Following up on yesterday’s posting on the VTA single-bore proposal, I thought it is useful to share BART’s opinions on the idea. Several of their staff testified at a VTA Board meeting in September (the relevant video section is embedded below).

Needless to say, the BART senior staff were not amused with the proposal. They have decades of experience with underground heavy metro, whereas VTA has no never done such a project. You can sense their exasperation as they go over the blunders in the VTA design. It is not encouraging that VTA Board members asked so many dumb questions.
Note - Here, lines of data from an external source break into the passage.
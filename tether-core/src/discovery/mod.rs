// SPDX-FileCopyrightText: 2026 Mattia Egloff <mattia.egloff@pm.me>
//
// SPDX-License-Identifier: GPL-3.0-or-later

//! Enclave Discovery
//!
//! Maps phone numbers to account identities by asking a remote secure
//! enclave, without revealing the numbers to anything outside it.
//!
//! # Architecture
//!
//! - **Requester**: Validation, auth caching, rate-limit cooldown and
//!   timeouts shared by every variant
//! - **Enclave variant**: WebSocket session with a pinned enclave key
//! - **Legacy variant**: SGX quote attestation over HTTP calls
//!
//! # Example
//!
//! ```ignore
//! use tether_core::discovery::{DiscoveryConfig, DiscoveryRequest, EnclaveDiscovery};
//!
//! let discovery = EnclaveDiscovery::new(config, dialer).into_requester(auth_provider);
//! let response = discovery
//!     .request(&DiscoveryRequest::new(["+15551234567"]))
//!     .await?;
//! ```

#[cfg(feature = "testing")]
pub mod auth;
#[cfg(not(feature = "testing"))]
mod auth;

mod crypto;

#[cfg(feature = "testing")]
pub mod enclave;
#[cfg(not(feature = "testing"))]
mod enclave;

#[cfg(feature = "testing")]
pub mod error;
#[cfg(not(feature = "testing"))]
mod error;

pub mod legacy;
pub mod mock;

#[cfg(feature = "testing")]
pub mod requester;
#[cfg(not(feature = "testing"))]
mod requester;

#[cfg(feature = "testing")]
pub mod types;
#[cfg(not(feature = "testing"))]
mod types;

// Errors
pub use error::{DiscoveryError, DiscoveryResult};

// Request and response
pub use types::{
    DiscoveryRequest, DiscoveryResponse, DiscoveryResponseEntry, IdentityAccessPair, Triple,
    E164, E164_BLOCK_LEN, MAX_E164_COUNT, REQUEST_VERSION, REQUEST_VERSION_WITH_PAIRS,
    TRIPLE_LEN,
};

// Requester
pub use auth::{AuthProvider, CachedAuth, AUTH_TTL};
pub use requester::{Batch, DiscoveryVariant, RateLimitedRequester};

// Variants
pub use enclave::{
    DiscoveryConfig, EnclaveDiscovery, EnclaveSession, NORMAL_CLOSURE_CODE,
    POLICY_VIOLATION_CODE, RATE_LIMITED_CLOSE_CODE,
};
pub use legacy::{
    AttestationResponse, AttestationSignatureVerifier, LegacyDiscovery, LegacyDiscoveryConfig,
    LegacyDiscoveryRequest, LegacyDiscoveryResponse, LegacyDiscoveryTransport,
    PutAttestationResponse, PutAttestationResult, X509SignatureVerifier, MAX_ATTESTATIONS,
};

// Mock implementations (for testing)
pub use mock::{MockEnclave, MockLegacyEnclave, ServedLookup, UncheckedSignatureVerifier};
Their entire testimony is worth watching, but the flaws that really stand out were the following:

  1. The single-bore design carries $440 million to $1.8 billion of additional risk.  There several reasons for this, but the main culprit is market risk. Very few firms are qualified to do such a design, whereas there are many local firms qualified to bid on a conventional twin-bore project. Another risk is that the VTA single-bore design has not progressed beyond the “cocktail-napkin” engineering stage.
  2. The deep bore stations as spec’ed out by VTA do not conform with California fire code. It is unclear how to work around that constraint. VTA tried to hand-wave around the issue by claiming the standard twin-core stations are also non-compliant (BART staff vehemently disagreed).
  3. The stacked platforms are too narrow to handle large “event” crowds that are to be expected, such as a concert or Sharks game.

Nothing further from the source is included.